SANANBIO firmly believes that agriculture technology should be based on science paired with input from farmers

10/02/19

SANANBIO®, a leading provider in LED horticulture lighting and vertical farm technology, announces the commercial release of its fully automated vertical farming system: UPLIFT™ (Unmanned Platform of Lean and Intelligent Farming Technology). Decades of manufacturing and automation experience, combined with successful multi-year vertical farm operations through parent company Sanan Optoelectronics, have given SANANBIO the expertise necessary to design and prove the concept of UPLIFT.

SANANBIO firmly believes that agriculture technology should be based on science paired with input from farmers.

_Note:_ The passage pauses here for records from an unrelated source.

//! Error types for the governance handlers

use thiserror::Error;
use tollgate_fees::FeeParamsError;
use tollgate_mint::MintParamsError;
use tollgate_storage::StorageError;

#[derive(Error, Debug)]
pub enum GovernanceError {
    /// Stateless proposal checks failed
    #[error("Invalid proposal: {0}")]
    InvalidProposal(String),

    #[error("Unknown parameter subspace: {0}")]
    UnknownSubspace(String),

    #[error("Unknown parameter {key:?} in subspace {subspace:?}")]
    UnknownParameter { subspace: String, key: String },

    #[error("Invalid value for {subspace}/{key}: {reason}")]
    InvalidParameterValue {
        subspace: String,
        key: String,
        reason: String,
    },

    #[error("Parameters for subspace {0:?} have not been initialised")]
    MissingParams(&'static str),

    #[error("Invalid fee parameters: {0}")]
    FeeParams(#[from] FeeParamsError),

    #[error("Invalid mint parameters: {0}")]
    MintParams(#[from] MintParamsError),

    #[error("Invalid genesis: {0}")]
    InvalidGenesis(String),

    #[error("Storage error: {0}")]
    Storage(#[from] StorageError),

    #[error("Serialization error: {0}")]
    Serialization(#[from] serde_json::Error),
}

/// Result type for governance operations
pub type Result<T> = std::result::Result<T, GovernanceError>;
//! Block-start minting hook.

use crate::accrual::accrue;
use crate::distribution::{Distribution, SupplyDistributor};
use crate::params::MintParams;
use crate::state::MinterState;
use num_bigint::BigUint;
use num_traits::Zero;
use tollgate_storage::KvStore;
use tollgate_types::{
    module_accounts, BankKeeper, BlockTime, CoinSet, ConsensusFault, Dec, Event, EventManager,
    ATTR_MINTED_AMOUNT, EVENT_MINT,
};
use tracing::{debug, info};

/// Outcome of the block-start hook.
#[derive(Debug, Clone, Default, PartialEq, Eq)]
pub struct BlockMint {
    pub height: u64,
    pub elapsed_seconds: u64,
    pub minted: BigUint,
    pub distribution: Distribution,
    pub leftover: Dec,
}

pub struct Minter<S> {
    store: S,
    distributor: SupplyDistributor,
}

impl<S: KvStore> Minter<S> {
    pub fn new(store: S) -> Self {
        Self {
            store,
            distributor: SupplyDistributor::default(),
        }
    }

    pub fn state(&self) -> Result<MinterState, ConsensusFault> {
        let state = MinterState::load(&self.store)
            .map_err(|e| ConsensusFault::Storage(e.to_string()))?
            .ok_or_else(|| ConsensusFault::CorruptState("minter state missing".into()))?;
        state.validate().map_err(ConsensusFault::CorruptState)?;
        Ok(state)
    }

    fn persist(&self, state: &MinterState) -> Result<(), ConsensusFault> {
        state
            .save(&self.store)
            .map_err(|e| ConsensusFault::Storage(e.to_string()))
    }

    /// Run once per block before any transaction.
    ///
    /// Height 1 only records the block time. Later heights require
    /// `time` to be strictly after the previous block, accrue whole
    /// elapsed seconds, mint the integer part and hand it to the pools.
    pub fn begin_block<B: BankKeeper + ?Sized>(
        &self,
        height: u64,
        time: BlockTime,
        params: &MintParams,
        bank: &mut B,
        events: &mut EventManager,
    ) -> Result<BlockMint, ConsensusFault> {
        params
            .validate()
            .map_err(|e| ConsensusFault::InvalidParams(e.to_string()))?;
        let rate = params
            .rate()
            .map_err(|e| ConsensusFault::InvalidParams(e.to_string()))?;
        let mut state = self.state()?;

        if height == 1 {
            state.previous_mint_time = time;
            self.persist(&state)?;
            debug!(target: "mint", %time, "recorded genesis block time");
            return Ok(BlockMint {
                height,
                leftover: state.leftover,
                ..BlockMint::default()
            });
        }

        let previous = state.previous_mint_time;
        let elapsed_seconds = time
            .whole_seconds_since(previous)
            .ok_or(ConsensusFault::NonMonotonicTime {
                previous,
                current: time,
            })?;
        if elapsed_seconds > params.max_accrual_seconds {
            return Err(ConsensusFault::ElapsedTimeOutOfBounds {
                elapsed: elapsed_seconds,
                limit: params.max_accrual_seconds,
            });
        }

        let supply = bank.total_supply().amount_of(&params.mint_denom);
        let accrual = accrue(&supply, &rate, &state.leftover, elapsed_seconds);

        state.previous_mint_time = time;
        state.leftover = accrual.leftover.clone();
        self.persist(&state)?;

        let distribution = if accrual.minted.is_zero() {
            Distribution::default()
        } else {
            let coins = CoinSet::single(&params.mint_denom, accrual.minted.clone())
                .map_err(|e| ConsensusFault::InvalidParams(e.to_string()))?;
            bank.mint_coins(module_accounts::MINTER, &coins)
                .map_err(|source| ConsensusFault::MintFailed {
                    amount: coins.clone(),
                    source,
                })?;
            self.distributor
                .distribute(bank, &params.mint_denom, &accrual.minted)?
        };

        events.emit(Event::new(EVENT_MINT).with_attribute(ATTR_MINTED_AMOUNT, &accrual.minted));
        info!(
            target: "mint",
            height,
            elapsed_seconds,
            minted = %accrual.minted,
            leftover = %accrual.leftover,
            "minted block inflation"
        );

        Ok(BlockMint {
            height,
            elapsed_seconds,
            minted: accrual.minted,
            distribution,
            leftover: accrual.leftover,
        })
    }
}
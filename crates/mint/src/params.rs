use rust_decimal::Decimal;
use serde::{Deserialize, Serialize};
use thiserror::Error;
use tollgate_storage::{keys, KvStore, KvStoreExt, StorageError};
use tollgate_types::{validate_denom, CoinError, Dec, DecError};

/// Parameter-store subspace owned by the mint module.
pub const PARAMS_SUBSPACE: &str = "mint";
/// One week.
pub const DEFAULT_MAX_ACCRUAL_SECONDS: u64 = 7 * 24 * 60 * 60;

const DEFAULT_MINT_DENOM: &str = "utoll";

#[derive(Debug, Error, PartialEq, Eq)]
pub enum MintParamsError {
    #[error("invalid mint denomination: {0}")]
    Denom(#[from] CoinError),
    #[error("per-second inflation rate {0} must not be negative")]
    NegativeRate(Decimal),
    #[error("per-second inflation rate {0} must be below one")]
    RateTooHigh(Decimal),
    #[error("max accrual seconds must be positive")]
    ZeroAccrualBound,
    #[error("inflation rate is not representable: {0}")]
    Rate(#[from] DecError),
}

#[derive(Debug, Clone, PartialEq, Eq, Serialize, Deserialize)]
pub struct MintParams {
    pub mint_denom: String,
    /// Fraction of the current supply minted per elapsed second.
    pub per_second_inflation_rate: Decimal,
    /// Largest elapsed interval a single block may accrue for.
    #[serde(default = "default_max_accrual_seconds")]
    pub max_accrual_seconds: u64,
}

fn default_max_accrual_seconds() -> u64 {
    DEFAULT_MAX_ACCRUAL_SECONDS
}

impl Default for MintParams {
    fn default() -> Self {
        Self {
            mint_denom: DEFAULT_MINT_DENOM.to_string(),
            // roughly 3.2% per year
            per_second_inflation_rate: Decimal::new(1, 9),
            max_accrual_seconds: DEFAULT_MAX_ACCRUAL_SECONDS,
        }
    }
}

impl MintParams {
    pub fn validate(&self) -> Result<(), MintParamsError> {
        validate_denom(&self.mint_denom)?;
        validate_inflation_rate(&self.per_second_inflation_rate)?;
        validate_max_accrual_seconds(self.max_accrual_seconds)?;
        Ok(())
    }

    /// Rate as the fixed-point type used by accrual.
    pub fn rate(&self) -> Result<Dec, MintParamsError> {
        validate_inflation_rate(&self.per_second_inflation_rate)?;
        Ok(Dec::from_decimal(&self.per_second_inflation_rate)?)
    }

    pub fn load<S: KvStore + ?Sized>(store: &S) -> Result<Option<Self>, StorageError> {
        store.get_json(&keys::params_key(PARAMS_SUBSPACE))
    }

    pub fn save<S: KvStore + ?Sized>(&self, store: &S) -> Result<(), StorageError> {
        store.set_json(&keys::params_key(PARAMS_SUBSPACE), self)
    }
}

/// Accepts rates in `[0, 1)`. Each accrued second multiplies the running
/// estimate by `1 + rate`, so bigger rates make a long interval grow the
/// numbers at every step.
pub fn validate_inflation_rate(rate: &Decimal) -> Result<(), MintParamsError> {
    if *rate < Decimal::ZERO {
        return Err(MintParamsError::NegativeRate(*rate));
    }
    if *rate >= Decimal::ONE {
        return Err(MintParamsError::RateTooHigh(*rate));
    }
    Ok(())
}

pub fn validate_max_accrual_seconds(seconds: u64) -> Result<(), MintParamsError> {
    if seconds == 0 {
        return Err(MintParamsError::ZeroAccrualBound);
    }
    Ok(())
}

Michael Yates, Sananbio VP of Sales, said, "With over one million square feet of commercial vertical farms currently using RADIX, farmers and investors in more than 10 countries believe in our company's highly engineered grow technology. The proof is in the plants as our customers like to say."

Sananbio UPLIFT

Fully automated vertical farming system

UPLIFT is based on RADIX™​, SANANBIO's highly successful manual vertical grow system being used in farms today. "Farmers and investors in more than 10 countries and a combined one million square feet of commercial space believe in our company's highly engineered grow technology. The proof is in the plants as our customers like to say," said Yates.

UPLIFT offers a full suite of automation for growing vertically. From seeding and germination to transplanting and harvesting, the high-stack, high-cube configuration offers the latest advancements in vertical farming solutions that reduce labor while achieving higher yields. The UPLIFT farming platform also benefits from an industry-standard production and inventory management system facilitating crop management, farm production planning, and crop traceability.

"Labor costs continue to be a major challenge for vertical farm operators while also maintaining profitability," stated Dr. Charlie Wang, Sananbio U.S. CEO. "The UPLIFT system will help operators significantly reduce labor costs so they can sell more fresh and healthy produce and, therefore, receive better returns on their investment. The system also provides an open platform to integrate technology that enables farms with more intelligence and controls, allowing for maximized yields and profitability."

SANANBIO's is prepared to work with leading farmers and investors in the industry who share the same passion to build ground-breaking projects in controlled environment agriculture using this cutting-edge technology.

ABOUT SANANBIO®

SANANBIO^® is a trademark carried and backed by Sanan Sino-science Photobiotech, a company invested in by Sanan Optoelectronics, one of the world's largest LED chip manufacturers. Supported by an elite R&D team comprised of plant scientists, researchers, and engineers, SANANBIO utilizes state-of-the-art technology that enables growers in the horticulture industry to increase the quality and quantity of their yields. Years of extensive research and real-world deployment and operations allow SANANBIO to offer its customers proven, scalable, efficient and cost-effective solutions in LED horticulture lighting and Controlled Environment Agriculture (CEA) vertical farming grow systems. SANANBIO empowers growers with the technology and knowledge to achieve unprecedented results in farming operations. Learn more at https://sananbious.com/.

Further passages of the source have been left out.